Wherever the word "LogFollower" shows up in the data, report the line it sits in.
BEGIN Given information
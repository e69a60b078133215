//! Log following.
//!
//! A [`LogFollower`] is a background worker that polls a container's log by
//! byte offset and hands each new frame to a [`LogConsumer`], which has one
//! sink per stream. It stops when cancelled, after draining whatever output is
//! already available, and its completion can be awaited.

use std::sync::{Arc, Mutex};
use std::time::Duration;

use tokio::task::JoinHandle;
use tokio_util::sync::CancellationToken;

use crate::engine::{Engine, LogStream};

/// Receives log output.
pub trait LogConsumer: Send + Sync {
    fn on_stdout(&self, data: &[u8]);

    fn on_stderr(&self, data: &[u8]);
}

/// Forwards every complete chunk to `tracing` at debug level.
#[derive(Debug, Clone)]
pub struct TracingConsumer {
    pub container: String,
}

impl LogConsumer for TracingConsumer {
    fn on_stdout(&self, data: &[u8]) {
        for line in String::from_utf8_lossy(data).lines() {
            tracing::debug!(container = %self.container, stream = "stdout", "{}", line);
        }
    }

    fn on_stderr(&self, data: &[u8]) {
        for line in String::from_utf8_lossy(data).lines() {
            tracing::debug!(container = %self.container, stream = "stderr", "{}", line);
        }
    }
}

/// Buffers output in memory.
#[derive(Debug, Default)]
pub struct CollectingConsumer {
    stdout: Mutex<Vec<u8>>,
    stderr: Mutex<Vec<u8>>,
}

impl CollectingConsumer {
    pub fn new() -> Self {
        Self::default()
    }

    pub fn stdout(&self) -> String {
        String::from_utf8_lossy(&self.stdout.lock().unwrap_or_else(|e| e.into_inner())).to_string()
    }

    pub fn stderr(&self) -> String {
        String::from_utf8_lossy(&self.stderr.lock().unwrap_or_else(|e| e.into_inner())).to_string()
    }
}

impl LogConsumer for CollectingConsumer {
    fn on_stdout(&self, data: &[u8]) {
        self.stdout
            .lock()
            .unwrap_or_else(|e| e.into_inner())
            .extend_from_slice(data);
    }

    fn on_stderr(&self, data: &[u8]) {
        self.stderr
            .lock()
            .unwrap_or_else(|e| e.into_inner())
            .extend_from_slice(data);
    }
}

/// A running log-follow worker.
pub struct LogFollower {
    cancel: CancellationToken,
    task: Option<JoinHandle<u64>>,
}

impl LogFollower {
    /// Start following `id`, polling every `interval`.
    pub fn spawn(
        engine: Arc<dyn Engine>,
        id: String,
        consumer: Arc<dyn LogConsumer>,
        interval: Duration,
    ) -> Self {
        let cancel = CancellationToken::new();
        let token = cancel.clone();
        let task = tokio::spawn(async move {
            let mut offset = 0u64;
            loop {
                offset = forward(engine.as_ref(), &id, consumer.as_ref(), offset).await;
                tokio::select! {
                    _ = token.cancelled() => break,
                    _ = tokio::time::sleep(interval) => {}
                }
            }
            // Drain what was written before the stop request.
            forward(engine.as_ref(), &id, consumer.as_ref(), offset).await
        });
        Self {
            cancel,
            task: Some(task),
        }
    }

    pub fn is_finished(&self) -> bool {
        self.task.as_ref().is_none_or(JoinHandle::is_finished)
    }

    /// Stop following and wait for the worker to drain. Returns the log
    /// offset reached.
    pub async fn stop(mut self) -> u64 {
        self.cancel.cancel();
        let Some(task) = self.task.take() else {
            return 0;
        };
        match task.await {
            Ok(bytes) => bytes,
            Err(e) => {
                tracing::warn!("Log follower task failed: {}", e);
                0
            }
        }
    }
}

impl Drop for LogFollower {
    fn drop(&mut self) {
        self.cancel.cancel();
    }
}

/// Deliver everything after `offset`; returns the new offset.
async fn forward(engine: &dyn Engine, id: &str, consumer: &dyn LogConsumer, offset: u64) -> u64 {
    match engine.logs(id, offset).await {
        Ok(chunk) => {
            for frame in &chunk.frames {
                match frame.stream {
                    LogStream::Stdout => consumer.on_stdout(&frame.data),
                    LogStream::Stderr => consumer.on_stderr(&frame.data),
                }
            }
            chunk.next_offset()
        }
        Err(e) => {
            tracing::trace!(container_id = %id, error = %e, "Log poll failed");
            offset
        }
    }
}

#[cfg(test)]
mod tests {
    use super::*;
    use crate::testing::FakeEngine;

    #[tokio::test(start_paused = true)]
    async fn test_follower_splits_streams_and_drains_on_stop() {
        let engine = Arc::new(FakeEngine::new());
        let id = engine.add_running("c1");
        engine.emit_log(&id, "hello\n");
        engine.emit_stderr(&id, "warning\n");

        let consumer = Arc::new(CollectingConsumer::new());
        let follower = LogFollower::spawn(
            engine.clone(),
            id.clone(),
            consumer.clone(),
            Duration::from_millis(100),
        );

        tokio::time::sleep(Duration::from_millis(250)).await;
        engine.emit_log(&id, "bye\n");
        let delivered = follower.stop().await;

        assert_eq!(consumer.stdout(), "hello\nbye\n");
        assert_eq!(consumer.stderr(), "warning\n");
        assert_eq!(delivered, 18);
    }
}
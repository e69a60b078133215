use std::time::Duration;

use crate::config::helpers::parse_optional_env;
use crate::config::settings::Settings;
use crate::error::ConfigError;

/// Timeout and poll interval applied to wait strategies that do not set
/// their own. Passed explicitly to every readiness check.
#[derive(Debug, Clone, Copy, PartialEq, Eq)]
pub struct WaitDefaults {
    pub startup_timeout: Duration,
    pub poll_interval: Duration,
}

impl Default for WaitDefaults {
    fn default() -> Self {
        Self {
            startup_timeout: Duration::from_secs(60),
            poll_interval: Duration::from_secs(1),
        }
    }
}

impl WaitDefaults {
    pub(crate) fn resolve(settings: &Settings) -> Result<Self, ConfigError> {
        let defaults = Self::default();

        let poll_interval_ms = parse_optional_env(
            "THROWAWAY_WAIT_POLL_INTERVAL_MS",
            settings
                .wait
                .poll_interval_ms
                .unwrap_or(defaults.poll_interval.as_millis() as u64),
        )?;
        if poll_interval_ms == 0 {
            return Err(ConfigError::InvalidValue {
                key: "THROWAWAY_WAIT_POLL_INTERVAL_MS".to_string(),
                message: "must be greater than zero".to_string(),
            });
        }

        Ok(Self {
            startup_timeout: Duration::from_secs(parse_optional_env(
                "THROWAWAY_WAIT_TIMEOUT_SECS",
                settings
                    .wait
                    .startup_timeout_secs
                    .unwrap_or(defaults.startup_timeout.as_secs()),
            )?),
            poll_interval: Duration::from_millis(poll_interval_ms),
        })
    }
}
use crate::config::helpers::optional_env;
use crate::config::settings::Settings;
use crate::error::ConfigError;

/// How to reach the container engine.
#[derive(Debug, Clone, Default)]
pub struct EngineConfig {
    /// Explicit engine endpoint (`unix:///…` or `tcp://host:port`). `None`
    /// uses the platform default socket.
    pub docker_host: Option<String>,
    /// Prepended to every image reference, e.g. a registry mirror.
    pub hub_image_prefix: Option<String>,
}

impl EngineConfig {
    pub(crate) fn resolve(settings: &Settings) -> Result<Self, ConfigError> {
        let docker_host = match optional_env("THROWAWAY_DOCKER_HOST")? {
            Some(host) => Some(host),
            None => optional_env("DOCKER_HOST")?.or_else(|| settings.engine.docker_host.clone()),
        };

        Ok(Self {
            docker_host,
            hub_image_prefix: optional_env("THROWAWAY_HUB_IMAGE_PREFIX")?
                .or_else(|| settings.engine.hub_image_prefix.clone()),
        })
    }

    /// Apply the hub prefix to `image`, leaving fully qualified references
    /// (those with a registry host) untouched.
    pub fn image_name(&self, image: &str) -> String {
        let Some(prefix) = self.hub_image_prefix.as_deref() else {
            return image.to_string();
        };
        let has_registry = image
            .split_once('/')
            .is_some_and(|(first, _)| first.contains('.') || first.contains(':') || first == "localhost");
        if has_registry {
            image.to_string()
        } else {
            format!("{}/{}", prefix.trim_end_matches('/'), image)
        }
    }
}

#[cfg(test)]
mod tests {
    use super::*;

    #[test]
    fn test_image_name_prefix() {
        let config = EngineConfig {
            docker_host: None,
            hub_image_prefix: Some("mirror.local/".to_string()),
        };
        assert_eq!(config.image_name("postgres:16"), "mirror.local/postgres:16");
        assert_eq!(config.image_name("ghcr.io/x/y:1"), "ghcr.io/x/y:1");
        assert_eq!(EngineConfig::default().image_name("redis"), "redis");
    }
}
//! What the caller wants created.

use std::collections::BTreeMap;
use std::sync::Arc;

use bytes::Bytes;

use crate::engine::{ContainerPort, ContainerSpec, Mount};
use crate::error::ConfigError;
use crate::lifecycle::hooks::LifecycleHooks;
use crate::lifecycle::logs::LogConsumer;
use crate::session::LABEL_PREFIX;
use crate::wait::WaitSpec;

/// A file written into the container after creation, before start.
#[derive(Debug, Clone, PartialEq, Eq)]
pub struct ContainerFile {
    /// Absolute path inside the container.
    pub path: String,
    pub contents: Bytes,
    pub mode: u32,
}

impl ContainerFile {
    pub fn new(path: impl Into<String>, contents: impl Into<Bytes>) -> Self {
        Self {
            path: path.into(),
            contents: contents.into(),
            mode: 0o644,
        }
    }

    pub fn with_mode(mut self, mode: u32) -> Self {
        self.mode = mode;
        self
    }
}

/// Desired container plus readiness condition and hooks.
#[derive(Clone, Default)]
pub struct ResourceRequest {
    pub image: String,
    pub name: Option<String>,
    pub cmd: Vec<String>,
    pub entrypoint: Vec<String>,
    pub env: BTreeMap<String, String>,
    pub exposed_ports: Vec<ContainerPort>,
    pub mounts: Vec<Mount>,
    /// Network name to aliases.
    pub networks: BTreeMap<String, Vec<String>>,
    pub labels: BTreeMap<String, String>,
    pub files: Vec<ContainerFile>,
    pub wait: Option<WaitSpec>,
    pub hooks: Vec<LifecycleHooks>,
    pub log_consumers: Vec<Arc<dyn LogConsumer>>,
    pub privileged: bool,
    /// Leave this resource out of reaper registration.
    pub skip_reaper: bool,
}

impl std::fmt::Debug for ResourceRequest {
    fn fmt(&self, f: &mut std::fmt::Formatter<'_>) -> std::fmt::Result {
        f.debug_struct("ResourceRequest")
            .field("image", &self.image)
            .field("name", &self.name)
            .field("exposed_ports", &self.exposed_ports)
            .field("networks", &self.networks)
            .field("wait", &self.wait)
            .field("skip_reaper", &self.skip_reaper)
            .finish_non_exhaustive()
    }
}

/// Single customization step applied to a [`ResourceRequest`].
pub trait Customize {
    fn apply(self, request: &mut ResourceRequest) -> Result<(), ConfigError>;
}

/// The closed set of request customizations.
#[derive(Clone)]
pub enum RequestOption {
    Env(String, String),
    /// A caller label. Labels under the reserved `dev.throwaway` prefix are
    /// rejected.
    Label(String, String),
    ExposedPort(ContainerPort),
    Cmd(Vec<String>),
    Entrypoint(Vec<String>),
    Network { name: String, aliases: Vec<String> },
    Mount(Mount),
    File(ContainerFile),
    Wait(WaitSpec),
    Hooks(LifecycleHooks),
    LogConsumer(Arc<dyn LogConsumer>),
    Name(String),
    Privileged,
    SkipReaper,
}

impl Customize for RequestOption {
    fn apply(self, request: &mut ResourceRequest) -> Result<(), ConfigError> {
        match self {
            RequestOption::Env(k, v) => {
                request.env.insert(k, v);
            }
            RequestOption::Label(k, v) => {
                if k == LABEL_PREFIX || k.starts_with(&format!("{LABEL_PREFIX}.")) {
                    return Err(ConfigError::InvalidValue {
                        key: k,
                        message: format!("labels under '{LABEL_PREFIX}' are reserved"),
                    });
                }
                request.labels.insert(k, v);
            }
            RequestOption::ExposedPort(port) => {
                if !request.exposed_ports.contains(&port) {
                    request.exposed_ports.push(port);
                }
            }
            RequestOption::Cmd(cmd) => request.cmd = cmd,
            RequestOption::Entrypoint(entrypoint) => request.entrypoint = entrypoint,
            RequestOption::Network { name, aliases } => {
                request.networks.entry(name).or_default().extend(aliases);
            }
            RequestOption::Mount(mount) => request.mounts.push(mount),
            RequestOption::File(file) => {
                if !file.path.starts_with('/') {
                    return Err(ConfigError::InvalidValue {
                        key: "file".to_string(),
                        message: format!("'{}' must be an absolute path", file.path),
                    });
                }
                request.files.push(file);
            }
            RequestOption::Wait(spec) => request.wait = Some(spec),
            RequestOption::Hooks(hooks) => request.hooks.push(hooks),
            RequestOption::LogConsumer(consumer) => request.log_consumers.push(consumer),
            RequestOption::Name(name) => request.name = Some(name),
            RequestOption::Privileged => request.privileged = true,
            RequestOption::SkipReaper => request.skip_reaper = true,
        }
        Ok(())
    }
}

impl ResourceRequest {
    pub fn new(image: impl Into<String>) -> Self {
        Self {
            image: image.into(),
            ..Default::default()
        }
    }

    /// Apply options in order; the first invalid one aborts.
    pub fn customize(
        mut self,
        options: impl IntoIterator<Item = RequestOption>,
    ) -> Result<Self, ConfigError> {
        for option in options {
            option.apply(&mut self)?;
        }
        Ok(self)
    }

    pub fn with_exposed_port(mut self, port: impl Into<ContainerPort>) -> Self {
        let port = port.into();
        if !self.exposed_ports.contains(&port) {
            self.exposed_ports.push(port);
        }
        self
    }

    pub fn with_env(mut self, key: impl Into<String>, value: impl Into<String>) -> Self {
        self.env.insert(key.into(), value.into());
        self
    }

    pub fn with_wait(mut self, spec: impl Into<WaitSpec>) -> Self {
        self.wait = Some(spec.into());
        self
    }

    pub fn with_network(mut self, name: impl Into<String>, aliases: &[&str]) -> Self {
        self.networks
            .entry(name.into())
            .or_default()
            .extend(aliases.iter().map(|a| a.to_string()));
        self
    }

    pub fn with_hooks(mut self, hooks: LifecycleHooks) -> Self {
        self.hooks.push(hooks);
        self
    }

    /// The engine-level description of this request.
    pub(crate) fn to_spec(&self, image: String) -> ContainerSpec {
        ContainerSpec {
            name: self.name.clone(),
            image,
            cmd: self.cmd.clone(),
            entrypoint: self.entrypoint.clone(),
            env: self.env.clone(),
            exposed_ports: self.exposed_ports.clone(),
            mounts: self.mounts.clone(),
            networks: self.networks.clone(),
            labels: self.labels.clone(),
            privileged: self.privileged,
            auto_remove: false,
        }
    }
}

#[cfg(test)]
mod tests {
    use super::*;
    use pretty_assertions::assert_eq;

    #[test]
    fn test_options_apply_in_order() {
        let req = ResourceRequest::new("redis:7")
            .customize([
                RequestOption::Env("A".to_string(), "1".to_string()),
                RequestOption::Env("A".to_string(), "2".to_string()),
                RequestOption::ExposedPort(ContainerPort::tcp(6379)),
                RequestOption::ExposedPort(ContainerPort::tcp(6379)),
                RequestOption::Network {
                    name: "backend".to_string(),
                    aliases: vec!["cache".to_string()],
                },
                RequestOption::SkipReaper,
            ])
            .unwrap();

        assert_eq!(req.env.get("A").map(String::as_str), Some("2"));
        assert_eq!(req.exposed_ports, vec![ContainerPort::tcp(6379)]);
        assert_eq!(req.networks["backend"], vec!["cache".to_string()]);
        assert!(req.skip_reaper);
    }

    #[test]
    fn test_reserved_label_rejected() {
        let err = ResourceRequest::new("redis")
            .customize([RequestOption::Label(
                "dev.throwaway.session-id".to_string(),
                "forged".to_string(),
            )])
            .unwrap_err();
        assert!(matches!(err, ConfigError::InvalidValue { .. }));

        assert!(
            ResourceRequest::new("redis")
                .customize([RequestOption::Label(
                    "dev.throwawayish".to_string(),
                    "ok".to_string()
                )])
                .is_ok()
        );
    }

    #[test]
    fn test_relative_file_rejected() {
        let result = ResourceRequest::new("redis").customize([RequestOption::File(
            ContainerFile::new("etc/redis.conf", "maxmemory 1mb"),
        )]);
        assert!(result.is_err());
    }
}
impl Shared {
    fn set(&self, state: ReaperState) {
        *self.state.lock().unwrap_or_else(|e| e.into_inner()) = state;
    }

    fn get(&self) -> ReaperState {
        *self.state.lock().unwrap_or_else(|e| e.into_inner())
    }

    /// Mark the connection of `generation` lost, unless it was replaced.
    fn lost(&self, generation: u64) {
        if self.generation.load(Ordering::SeqCst) == generation {
            self.set(ReaperState::Lost);
        }
    }
}

struct Command {
    line: String,
    ack: oneshot::Sender<Result<()>>,
}

/// Handle to the writer task owning the socket. Dropping it closes the
/// connection.
struct Connection {
    tx: mpsc::Sender<Command>,
    task: JoinHandle<()>,
}

impl Connection {
    fn spawn(stream: TcpStream, shared: Arc<Shared>, generation: u64) -> Self {
        let (tx, rx) = mpsc::channel(16);
        let task = tokio::spawn(own_socket(stream, rx, shared, generation));
        Self { tx, task }
    }

    fn is_alive(&self) -> bool {
        !self.task.is_finished()
    }

    async fn send(&self, line: String) -> Result<()> {
        let (ack, rx) = oneshot::channel();
        self.tx
            .send(Command { line, ack })
            .await
            .map_err(|_| ReaperError::ConnectionLost {
                reason: "connection task has stopped".to_string(),
            })?;
        rx.await.map_err(|_| ReaperError::ConnectionLost {
            reason: "connection task dropped the request".to_string(),
        })?
    }
}

/// The single writer: sends queued lines and matches replies to requests in
/// order.
async fn own_socket(
    stream: TcpStream,
    mut rx: mpsc::Receiver<Command>,
    shared: Arc<Shared>,
    generation: u64,
) {
    let (read, mut write) = stream.into_split();
    let mut replies = BufReader::new(read).lines();
    let mut pending: VecDeque<oneshot::Sender<Result<()>>> = VecDeque::new();

    let reason = loop {
        tokio::select! {
            command = rx.recv() => match command {
                Some(Command { line, ack }) => {
                    let mut bytes = line.into_bytes();
                    bytes.push(b'\n');
                    if let Err(e) = write.write_all(&bytes).await {
                        let reason = e.to_string();
                        let _ = ack.send(Err(ReaperError::Io(e)));
                        break reason;
                    }
                    pending.push_back(ack);
                }
                None => {
                    let _ = write.shutdown().await;
                    return;
                }
            },
            reply = replies.next_line() => match reply {
                Ok(Some(line)) => match pending.pop_front() {
                    Some(ack) => {
                        let _ = ack.send(parse_reply(&line));
                    }
                    None => tracing::debug!(reply = %line, "Unsolicited reaper reply"),
                },
                Ok(None) => break "sidecar closed the connection".to_string(),
                Err(e) => break e.to_string(),
            },
        }
    };

    shared.lost(generation);
    tracing::warn!(reason = %reason, "Reaper connection lost");
    for ack in pending.drain(..) {
        let _ = ack.send(Err(ReaperError::ConnectionLost {
            reason: reason.clone(),
        }));
    }
}

/// Last dial failure, replayed to later callers instead of dialling again.
#[derive(Clone)]
struct Unreachable {
    endpoint: String,
    attempts: u32,
    reason: String,
}

impl From<Unreachable> for ReaperError {
    fn from(u: Unreachable) -> Self {
        ReaperError::Unavailable {
            endpoint: u.endpoint,
            attempts: u.attempts,
            reason: u.reason,
        }
    }
}
/// Drive one leaf until ready, fatal, timed out or cancelled.
async fn run_leaf(
    ctx: &WaitContext,
    target: &dyn WaitTarget,
    leaf: &dyn Strategy,
    defaults: &WaitDefaults,
) -> Result<()> {
    let strategy = leaf.name();
    let interval = leaf.poll_interval().unwrap_or(defaults.poll_interval);
    let start = Instant::now();
    let mut deadline = start + leaf.timeout().unwrap_or(defaults.startup_timeout);
    if let Some(outer) = ctx.deadline {
        deadline = deadline.min(outer);
    }

    let mut poller = leaf.poller().map_err(|source| WaitError::Fatal {
        strategy: strategy.clone(),
        elapsed: start.elapsed(),
        source,
    })?;
    let mut last_error: Option<String> = None;

    loop {
        let attempt = async {
            if leaf.requires_running() {
                ensure_running(target).await?;
            }
            poller.poll(target).await
        };

        let outcome = tokio::select! {
            biased;
            _ = ctx.cancel.cancelled() => {
                return Err(WaitError::Cancelled { strategy, elapsed: start.elapsed() });
            }
            _ = tokio::time::sleep_until(deadline) => {
                return Err(WaitError::Timeout { strategy, elapsed: start.elapsed(), last_error });
            }
            outcome = attempt => outcome,
        };

        match outcome {
            Ok(true) => {
                tracing::debug!(strategy = %strategy, elapsed_ms = start.elapsed().as_millis() as u64, "Strategy satisfied");
                return Ok(());
            }
            Ok(false) => {}
            Err(ProbeError::Transient(reason)) => {
                tracing::trace!(strategy = %strategy, reason = %reason, "Not ready yet");
                last_error = Some(reason);
            }
            Err(source) => {
                return Err(WaitError::Fatal {
                    strategy,
                    elapsed: start.elapsed(),
                    source,
                });
            }
        }

        tokio::select! {
            biased;
            _ = ctx.cancel.cancelled() => {
                return Err(WaitError::Cancelled { strategy, elapsed: start.elapsed() });
            }
            _ = tokio::time::sleep_until(deadline) => {
                return Err(WaitError::Timeout { strategy, elapsed: start.elapsed(), last_error });
            }
            _ = tokio::time::sleep(interval) => {}
        }
    }
}

/// Fatal if the resource has stopped for good.
async fn ensure_running(target: &dyn WaitTarget) -> std::result::Result<(), ProbeError> {
    match target.inspect().await {
        Ok(inspect) if inspect.status.is_terminal() => Err(ProbeError::fatal(format!(
            "container {} is {} (exit code {})",
            target.id(),
            inspect.status.as_str(),
            inspect
                .exit_code
                .map_or_else(|| "unknown".to_string(), |c| c.to_string())
        ))),
        Ok(_) => Ok(()),
        Err(e) if e.is_not_found() => Err(ProbeError::fatal(e)),
        Err(e) => Err(ProbeError::transient(e)),
    }
}

/// Map an engine error raised during a probe: a vanished resource is fatal,
/// anything else is retried.
pub(crate) fn classify_engine_error(err: EngineError) -> ProbeError {
    if err.is_not_found() {
        ProbeError::fatal(err)
    } else {
        ProbeError::transient(err)
    }
}

#[cfg(test)]
mod tests {
    use super::*;
    use crate::testing::FakeEngine;

    #[tokio::test]
    async fn test_mapped_port_on_host_network_is_the_container_port() {
        let engine = Arc::new(FakeEngine::new());
        let id = engine.add_running("pg");
        let target = Target::new(engine.clone(), id.clone());

        let err = target.mapped_port(ContainerPort::tcp(5432)).await.unwrap_err();
        assert!(matches!(err, EngineError::PortNotMapped { .. }));

        engine.use_host_network(&id);
        assert_eq!(target.mapped_port(ContainerPort::tcp(5432)).await.unwrap(), 5432);
    }

    #[tokio::test(start_paused = true)]
    async fn test_cancel_returns_within_one_interval() {
        let engine = Arc::new(FakeEngine::new());
        let id = engine.add_running("c1");
        let target = Target::new(engine.clone(), id.clone());
        let spec = WaitSpec::all([
            WaitSpec::for_log("never"),
            WaitSpec::for_log("also never"),
            WaitSpec::for_exec(["false"]),
        ]);
        engine.set_exec_result(&id, &["false"], 1);

        let ctx = WaitContext::default();
        let cancel = ctx.cancel.clone();
        tokio::spawn(async move {
            tokio::time::sleep(Duration::from_millis(2500)).await;
            cancel.cancel();
        });

        let start = Instant::now();
        let err = wait_until_ready(&ctx, &target, &spec, &WaitDefaults::default())
            .await
            .unwrap_err();
        assert!(err.is_cancelled(), "unexpected error: {err}");
        assert!(start.elapsed() < Duration::from_millis(3500));
    }

    #[tokio::test(start_paused = true)]
    async fn test_outer_deadline_bounds_leaf_timeout() {
        let engine = Arc::new(FakeEngine::new());
        let id = engine.add_running("c1");
        let target = Target::new(engine.clone(), id);
        let spec = WaitSpec::Log(LogStrategy::new("ready").with_startup_timeout(Duration::from_secs(30)));

        let ctx = WaitContext::default().with_timeout(Duration::from_secs(2));
        let start = Instant::now();
        let err = wait_until_ready(&ctx, &target, &spec, &WaitDefaults::default())
            .await
            .unwrap_err();
        assert!(err.is_timeout());
        assert!(start.elapsed() <= Duration::from_secs(3));
    }

    #[tokio::test(start_paused = true)]
    async fn test_exited_resource_is_fatal() {
        let engine = Arc::new(FakeEngine::new());
        let id = engine.add_running("c1");
        engine.exit(&id, 1);
        let target = Target::new(engine.clone(), id);

        let err = wait_until_ready(
            &WaitContext::default(),
            &target,
            &WaitSpec::for_log("ready"),
            &WaitDefaults::default(),
        )
        .await
        .unwrap_err();
        match err {
            WaitError::Fatal { source, .. } => assert!(source.to_string().contains("exit code 1")),
            other => panic!("expected fatal, got {other}"),
        }
    }

    #[test]
    fn test_spec_names() {
        assert_eq!(WaitSpec::for_healthcheck().name(), "healthcheck");
        assert_eq!(
            WaitSpec::all([WaitSpec::for_exit(), WaitSpec::for_listening_port(80u16)]).name(),
            "all(exit, port(80/tcp))"
        );
    }
}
END Given information
Answer box:
//! A [`LogFollower`] is a background worker that polls a container's log by
pub struct LogFollower {
impl LogFollower {
impl Drop for LogFollower {
        let follower = LogFollower::spawn(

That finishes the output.